10 Signs Coachability Is Harming Your Gym Progress

Do you recognize yourself in this list?

We have probably all heard of the term coachable before. And likely, we assume we’re coachable, because, well, who wants to be labeled uncoachable?

But are we really coachable? 

Here are 10 signs there might be a coachability issue that could be affecting progress in the gym:

1. The coach tells the athlete to select sit-ups instead of the “cheating” strict toes-to-bar this person normally does. The athlete’s reply: “But I really want to do the toes-to-bar. It’s the only way I’ll get better at them.”

2. A new member joins the gym and the coach tells them he wants to do three personal training sessions to assess their movement patterns before they join the group classes. The person looks visibly annoyed and says, “I have been doing CrossFit for six months at another gym. I know what I’m doing. I don’t need a coach or personal training anymore.”

Coaching in the Gym

3. The training session of the day just isn’t hard enough for this athlete, who often sticks around on the regular to hit a second metabolic conditioning piece after the training session of the day. Or, they add more pieces to the individual program their coach designed because it just doesn’t seem like enough volume for them to achieve their lofty goals.

4. The coach tells this athlete to widen their hands on their pull-ups in order to engage the lats a little bit more. They do it for one set, but it feels harder than their usual way of doing pull-ups. Then, they look over and the coach isn’t watching anymore, so they resume their close-grip pull-ups to get through the reps a little faster. 

5. The percentage prescribed for the back squat just seems too light, so this athlete decides not to adhere to it and adds an additional 10-15 lb. on each set of squats. 

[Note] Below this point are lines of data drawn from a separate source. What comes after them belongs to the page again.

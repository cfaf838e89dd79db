//! Configuration management for the news TUI.
//!
//! Handles loading and saving configuration from JSONC files.
//! Manages the search service location, source whitelist and preferences.

use anyhow::{Context, Result};
use dirs::config_dir;
use serde::{Deserialize, Serialize};
use std::fs;
use std::path::{Path, PathBuf};

/// Directory name under the user's config directory.
const APP_DIR: &str = "news-tui";

/// Application configuration structure.
///
/// Contains the search service location and user preferences.
#[derive(Debug, Clone, Serialize, Deserialize)]
#[serde(default)]
pub struct Config {
    /// Base URL of the news search service
    pub base_url: String,
    /// Per-request timeout in seconds
    pub request_timeout_secs: u64,
    /// Sources offered in the filter dropdown
    pub sources: Vec<String>,
    /// Start in dark mode
    pub dark_mode: bool,
    /// Fetch the latest articles when the UI starts
    pub fetch_latest_on_start: bool,
    /// Log filter directive (overridden by `RUST_LOG`)
    pub log_level: String,
    /// Log file path (relative to config dir or absolute)
    pub log_path: String,
}

impl Default for Config {
    fn default() -> Self {
        Self {
            base_url: "http://localhost:8000".to_string(),
            request_timeout_secs: 30,
            sources: default_sources(),
            dark_mode: false,
            fetch_latest_on_start: true,
            log_level: "info".to_string(),
            log_path: "news-tui.log".to_string(),
        }
    }
}

fn default_sources() -> Vec<String> {
    [
        "apnews.com",
        "bbc.com",
        "cnn.com",
        "nytimes.com",
        "reuters.com",
        "theguardian.com",
    ]
    .into_iter()
    .map(String::from)
    .collect()
}

impl Config {
    /// Load configuration from file.
    ///
    /// # Arguments
    /// * `path` - Optional path to config file. If None, uses default location.
    ///
    /// # Returns
    /// * `Result<Config>` - Loaded configuration or error
    ///
    /// # Details
    /// Searches for config file in:
    /// 1. Provided path (if given)
    /// 2. `$XDG_CONFIG_HOME/news-tui/config.jsonc`
    /// 3. `~/.config/news-tui/config.jsonc`
    ///
    /// If no config file exists, returns default configuration.
    pub fn load(path: Option<&Path>) -> Result<Self> {
        let config_path = if let Some(p) = path {
            p.to_path_buf()
        } else {
            Self::default_config_path()?
        };

        if !config_path.exists() {
            return Ok(Self::default());
        }

        let content = fs::read_to_string(&config_path)
            .with_context(|| format!("Failed to read config file: {}", config_path.display()))?;

        let config: Config = serde_json::from_str(&strip_line_comments(&content))
            .with_context(|| format!("Failed to deserialize config: {}", config_path.display()))?;

        Ok(config)
    }

    /// Save configuration to file.
    ///
    /// # Arguments
    /// * `path` - Optional path to config file. If None, uses default location.
    ///
    /// # Details
    /// Creates config directory if it doesn't exist. Used by `--init-config`.
    pub fn save(&self, path: Option<&Path>) -> Result<()> {
        let config_path = if let Some(p) = path {
            p.to_path_buf()
        } else {
            Self::default_config_path()?
        };

        if let Some(parent) = config_path.parent() {
            fs::create_dir_all(parent).with_context(|| {
                format!("Failed to create config directory: {}", parent.display())
            })?;
        }

        let json = serde_json::to_string_pretty(self).context("Failed to serialize config")?;

        fs::write(&config_path, json)
            .with_context(|| format!("Failed to write config file: {}", config_path.display()))?;

        Ok(())
    }

    /// Get default configuration file path.
    ///
    /// # Returns
    /// * `Result<PathBuf>` - `$XDG_CONFIG_HOME/news-tui/config.jsonc` or error
    pub fn default_config_path() -> Result<PathBuf> {
        let config_dir =
            config_dir().ok_or_else(|| anyhow::anyhow!("Failed to determine config directory"))?;
        Ok(config_dir.join(APP_DIR).join("config.jsonc"))
    }

    /// Get log file path.
    ///
    /// # Details
    /// If log_path is absolute, returns it as-is.
    /// Otherwise, returns path relative to config directory.
    pub fn log_file_path(&self) -> Result<PathBuf> {
        let log_path = Path::new(&self.log_path);
        if log_path.is_absolute() {
            Ok(log_path.to_path_buf())
        } else {
            let config_dir = config_dir()
                .ok_or_else(|| anyhow::anyhow!("Failed to determine config directory"))?;
            Ok(config_dir.join(APP_DIR).join(&self.log_path))
        }
    }
}

/// Strip `//` comments that are not inside a string literal.
///
/// Quote tracking is per line and honors backslash escapes.
fn strip_line_comments(content: &str) -> String {
    content
        .lines()
        .map(|line| {
            let mut in_string = false;
            let mut escaped = false;
            let mut prev = '\0';
            for (idx, ch) in line.char_indices() {
                if in_string {
                    if escaped {
                        escaped = false;
                    } else if ch == '\\' {
                        escaped = true;
                    } else if ch == '"' {
                        in_string = false;
                    }
                } else if ch == '"' {
                    in_string = true;
                } else if ch == '/' && prev == '/' {
                    return line[..idx - 1].trim_end();
                }
                prev = ch;
            }
            line
        })
        .collect::<Vec<_>>()
        .join("\n")
}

6. The accessory work doesn’t seem very hard, so this athlete skips it altogether and does some more deadlifts after the training session instead. Or, the coach prescribes some additional accessory work to do after class. The athlete tries it for a bit, but after a week they don’t notice any improvements, so they decide to abandon it.

7. This athlete is three months into CrossFit. They just bought a weightlifting belt and new shoes, have signed up for three local competitions for $100 a pop, yet they complain to their gym owner about the monthly membership rate.

8. This athlete has slightly injured their back. The coach suggests some single leg step-ups and banded glute bridges instead of deadlifts, but that seems like a waste of time to this person. ‘I didn’t come to the gym to do something as easy as glute bridges,’ they think.

9. The coach tells this athlete not to come to the gym for two days because they have been there every day for eight days and are visibly sore and tired. The athlete ignores the advice.

10. With all of that being said, the true sign of being uncoachable: The coach has stopped providing coaching cues at all!